__WHAT YOU WILL DO__:
Reproduce word for word the lines between those holding "LIVE Mode aborted" and "self.discovery", inclusive, and nothing else from the data below.

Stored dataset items
● ● ● ● ● ● ●
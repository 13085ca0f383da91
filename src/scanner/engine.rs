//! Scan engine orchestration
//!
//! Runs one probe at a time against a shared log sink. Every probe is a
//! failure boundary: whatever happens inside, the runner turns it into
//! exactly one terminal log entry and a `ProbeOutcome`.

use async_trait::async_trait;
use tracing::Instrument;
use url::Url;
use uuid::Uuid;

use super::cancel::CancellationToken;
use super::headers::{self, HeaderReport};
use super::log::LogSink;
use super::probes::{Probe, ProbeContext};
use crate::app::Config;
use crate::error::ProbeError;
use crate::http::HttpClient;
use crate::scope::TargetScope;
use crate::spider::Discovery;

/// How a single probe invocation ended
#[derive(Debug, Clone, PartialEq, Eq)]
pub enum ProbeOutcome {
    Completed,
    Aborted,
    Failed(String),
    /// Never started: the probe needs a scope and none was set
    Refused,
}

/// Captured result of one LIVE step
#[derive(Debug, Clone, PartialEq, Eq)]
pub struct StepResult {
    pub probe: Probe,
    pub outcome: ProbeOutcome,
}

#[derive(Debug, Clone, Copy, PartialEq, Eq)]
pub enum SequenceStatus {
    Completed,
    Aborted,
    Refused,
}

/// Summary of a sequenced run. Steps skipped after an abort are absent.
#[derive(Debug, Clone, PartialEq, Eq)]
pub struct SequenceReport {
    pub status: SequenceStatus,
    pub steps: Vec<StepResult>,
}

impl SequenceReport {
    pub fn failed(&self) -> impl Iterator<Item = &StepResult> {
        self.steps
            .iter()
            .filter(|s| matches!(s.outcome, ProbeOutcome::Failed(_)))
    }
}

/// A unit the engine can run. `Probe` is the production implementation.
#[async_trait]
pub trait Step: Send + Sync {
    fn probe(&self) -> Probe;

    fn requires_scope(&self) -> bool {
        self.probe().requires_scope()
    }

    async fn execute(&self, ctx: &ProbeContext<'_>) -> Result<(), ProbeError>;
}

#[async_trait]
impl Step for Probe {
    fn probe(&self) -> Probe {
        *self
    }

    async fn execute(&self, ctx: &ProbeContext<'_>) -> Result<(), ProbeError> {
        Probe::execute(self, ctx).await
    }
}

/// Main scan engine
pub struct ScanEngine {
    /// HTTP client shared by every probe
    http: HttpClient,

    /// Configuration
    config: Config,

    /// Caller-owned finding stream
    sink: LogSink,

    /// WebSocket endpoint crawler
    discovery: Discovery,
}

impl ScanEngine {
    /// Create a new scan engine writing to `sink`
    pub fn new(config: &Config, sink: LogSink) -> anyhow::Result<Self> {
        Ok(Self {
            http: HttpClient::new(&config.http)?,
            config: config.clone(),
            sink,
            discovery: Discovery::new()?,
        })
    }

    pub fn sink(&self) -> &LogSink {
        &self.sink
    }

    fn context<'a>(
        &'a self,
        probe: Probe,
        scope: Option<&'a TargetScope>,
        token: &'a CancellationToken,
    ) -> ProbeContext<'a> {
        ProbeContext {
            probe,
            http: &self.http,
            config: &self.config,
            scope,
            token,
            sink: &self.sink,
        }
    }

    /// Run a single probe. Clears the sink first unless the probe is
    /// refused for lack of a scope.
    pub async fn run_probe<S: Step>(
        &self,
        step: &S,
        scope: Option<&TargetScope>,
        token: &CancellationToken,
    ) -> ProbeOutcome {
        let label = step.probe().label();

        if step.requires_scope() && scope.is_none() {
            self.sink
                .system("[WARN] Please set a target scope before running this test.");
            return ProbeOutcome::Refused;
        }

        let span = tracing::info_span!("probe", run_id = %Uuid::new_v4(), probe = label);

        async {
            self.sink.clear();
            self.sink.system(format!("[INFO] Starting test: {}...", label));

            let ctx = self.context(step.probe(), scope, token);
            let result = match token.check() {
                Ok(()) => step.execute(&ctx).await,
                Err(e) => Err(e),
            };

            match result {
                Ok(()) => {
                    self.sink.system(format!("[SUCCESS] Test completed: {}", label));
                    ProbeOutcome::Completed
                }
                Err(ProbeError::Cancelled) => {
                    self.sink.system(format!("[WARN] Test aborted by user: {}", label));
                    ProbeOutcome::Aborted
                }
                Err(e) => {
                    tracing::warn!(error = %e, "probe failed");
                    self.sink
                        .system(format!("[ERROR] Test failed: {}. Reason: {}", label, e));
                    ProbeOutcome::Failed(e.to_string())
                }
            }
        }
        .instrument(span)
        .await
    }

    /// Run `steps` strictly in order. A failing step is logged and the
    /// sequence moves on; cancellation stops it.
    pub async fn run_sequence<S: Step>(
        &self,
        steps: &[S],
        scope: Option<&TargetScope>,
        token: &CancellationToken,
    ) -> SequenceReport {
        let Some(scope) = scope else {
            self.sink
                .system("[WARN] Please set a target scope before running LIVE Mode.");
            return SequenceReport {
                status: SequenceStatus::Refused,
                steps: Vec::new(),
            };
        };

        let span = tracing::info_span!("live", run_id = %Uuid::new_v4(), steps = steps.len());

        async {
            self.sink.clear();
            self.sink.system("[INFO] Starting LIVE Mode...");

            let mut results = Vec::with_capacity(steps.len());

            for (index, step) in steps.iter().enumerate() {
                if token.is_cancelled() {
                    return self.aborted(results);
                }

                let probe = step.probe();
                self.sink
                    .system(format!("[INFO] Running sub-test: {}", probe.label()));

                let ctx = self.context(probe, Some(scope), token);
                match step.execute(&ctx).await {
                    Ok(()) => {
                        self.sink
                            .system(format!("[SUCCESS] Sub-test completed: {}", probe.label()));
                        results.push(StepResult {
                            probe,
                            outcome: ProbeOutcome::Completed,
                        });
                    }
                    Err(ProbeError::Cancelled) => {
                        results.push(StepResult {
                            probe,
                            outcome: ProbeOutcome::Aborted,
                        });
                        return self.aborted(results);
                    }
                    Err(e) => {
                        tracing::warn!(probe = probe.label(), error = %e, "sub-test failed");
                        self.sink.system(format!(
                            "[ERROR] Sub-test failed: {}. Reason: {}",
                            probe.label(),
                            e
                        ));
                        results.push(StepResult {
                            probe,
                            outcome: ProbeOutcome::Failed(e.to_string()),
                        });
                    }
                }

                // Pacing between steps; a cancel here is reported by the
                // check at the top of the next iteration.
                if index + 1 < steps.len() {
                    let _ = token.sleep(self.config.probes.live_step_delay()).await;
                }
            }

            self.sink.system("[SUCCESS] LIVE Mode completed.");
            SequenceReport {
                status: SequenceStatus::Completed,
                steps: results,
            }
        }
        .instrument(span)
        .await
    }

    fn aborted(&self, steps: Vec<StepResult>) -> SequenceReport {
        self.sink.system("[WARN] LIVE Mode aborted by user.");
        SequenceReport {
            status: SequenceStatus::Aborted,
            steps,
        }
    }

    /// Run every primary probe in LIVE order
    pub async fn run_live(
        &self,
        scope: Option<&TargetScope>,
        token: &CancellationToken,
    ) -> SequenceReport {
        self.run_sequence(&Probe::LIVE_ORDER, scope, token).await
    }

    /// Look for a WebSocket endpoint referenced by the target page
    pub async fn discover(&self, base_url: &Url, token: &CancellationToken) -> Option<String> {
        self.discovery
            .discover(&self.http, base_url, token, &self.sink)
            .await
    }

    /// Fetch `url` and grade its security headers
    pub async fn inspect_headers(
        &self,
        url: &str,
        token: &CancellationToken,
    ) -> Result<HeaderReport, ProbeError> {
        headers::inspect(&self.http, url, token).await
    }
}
● ● ● ● ● ● ●
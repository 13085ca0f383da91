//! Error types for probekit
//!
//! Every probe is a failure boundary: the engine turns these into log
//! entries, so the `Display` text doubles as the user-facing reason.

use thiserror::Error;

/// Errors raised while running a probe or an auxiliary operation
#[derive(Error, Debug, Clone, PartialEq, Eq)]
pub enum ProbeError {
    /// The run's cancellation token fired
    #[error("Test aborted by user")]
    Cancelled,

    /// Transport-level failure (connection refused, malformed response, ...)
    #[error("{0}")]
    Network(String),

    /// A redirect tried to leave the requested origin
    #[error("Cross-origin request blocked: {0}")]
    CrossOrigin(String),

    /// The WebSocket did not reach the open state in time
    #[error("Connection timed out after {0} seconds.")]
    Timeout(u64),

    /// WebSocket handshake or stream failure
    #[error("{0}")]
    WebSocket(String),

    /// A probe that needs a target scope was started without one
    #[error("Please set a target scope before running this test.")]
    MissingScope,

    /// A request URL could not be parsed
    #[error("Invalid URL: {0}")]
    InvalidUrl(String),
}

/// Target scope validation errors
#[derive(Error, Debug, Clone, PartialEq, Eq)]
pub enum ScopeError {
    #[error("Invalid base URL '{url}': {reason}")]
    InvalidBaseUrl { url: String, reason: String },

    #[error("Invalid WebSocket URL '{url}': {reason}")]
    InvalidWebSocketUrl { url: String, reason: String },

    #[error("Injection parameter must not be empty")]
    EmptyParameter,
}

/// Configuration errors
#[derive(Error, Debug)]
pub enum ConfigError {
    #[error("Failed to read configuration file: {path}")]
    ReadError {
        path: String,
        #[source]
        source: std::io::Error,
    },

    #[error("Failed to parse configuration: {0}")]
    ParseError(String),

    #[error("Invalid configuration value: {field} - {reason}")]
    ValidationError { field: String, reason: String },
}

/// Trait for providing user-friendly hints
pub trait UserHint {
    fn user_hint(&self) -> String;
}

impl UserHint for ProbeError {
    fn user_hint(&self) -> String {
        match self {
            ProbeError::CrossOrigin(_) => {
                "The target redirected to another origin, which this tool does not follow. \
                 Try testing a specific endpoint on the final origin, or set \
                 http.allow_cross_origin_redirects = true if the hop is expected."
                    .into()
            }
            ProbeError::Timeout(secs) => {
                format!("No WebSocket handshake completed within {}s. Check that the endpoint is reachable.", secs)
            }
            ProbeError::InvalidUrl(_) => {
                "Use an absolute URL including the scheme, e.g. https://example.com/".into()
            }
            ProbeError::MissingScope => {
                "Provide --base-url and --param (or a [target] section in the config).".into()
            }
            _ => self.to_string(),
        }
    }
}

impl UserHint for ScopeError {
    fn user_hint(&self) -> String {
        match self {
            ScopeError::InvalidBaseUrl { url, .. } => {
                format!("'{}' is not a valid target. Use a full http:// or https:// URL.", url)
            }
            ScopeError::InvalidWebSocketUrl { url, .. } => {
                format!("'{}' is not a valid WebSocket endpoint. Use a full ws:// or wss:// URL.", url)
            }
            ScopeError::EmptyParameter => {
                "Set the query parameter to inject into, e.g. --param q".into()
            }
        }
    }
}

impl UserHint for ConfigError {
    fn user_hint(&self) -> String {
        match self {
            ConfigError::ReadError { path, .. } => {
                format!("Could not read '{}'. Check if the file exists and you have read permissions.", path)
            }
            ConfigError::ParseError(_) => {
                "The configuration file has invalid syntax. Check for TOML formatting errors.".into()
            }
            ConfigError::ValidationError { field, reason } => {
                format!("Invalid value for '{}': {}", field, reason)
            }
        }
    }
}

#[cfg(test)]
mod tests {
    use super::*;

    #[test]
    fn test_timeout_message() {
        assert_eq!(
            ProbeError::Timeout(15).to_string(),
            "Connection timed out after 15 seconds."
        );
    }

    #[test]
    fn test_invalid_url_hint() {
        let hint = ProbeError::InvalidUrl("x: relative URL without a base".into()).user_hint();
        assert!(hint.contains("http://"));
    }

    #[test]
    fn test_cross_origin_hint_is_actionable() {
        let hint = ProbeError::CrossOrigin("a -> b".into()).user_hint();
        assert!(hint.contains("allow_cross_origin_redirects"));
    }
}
● ● ● ● ● ● ●
__SOLUTION BELOW__:
        self.sink.system("[WARN] LIVE Mode aborted by user.");
        SequenceReport {
            status: SequenceStatus::Aborted,
            steps,
        }
    }

    /// Run every primary probe in LIVE order
    pub async fn run_live(
        &self,
        scope: Option<&TargetScope>,
        token: &CancellationToken,
    ) -> SequenceReport {
        self.run_sequence(&Probe::LIVE_ORDER, scope, token).await
    }

    /// Look for a WebSocket endpoint referenced by the target page
    pub async fn discover(&self, base_url: &Url, token: &CancellationToken) -> Option<String> {
        self.discovery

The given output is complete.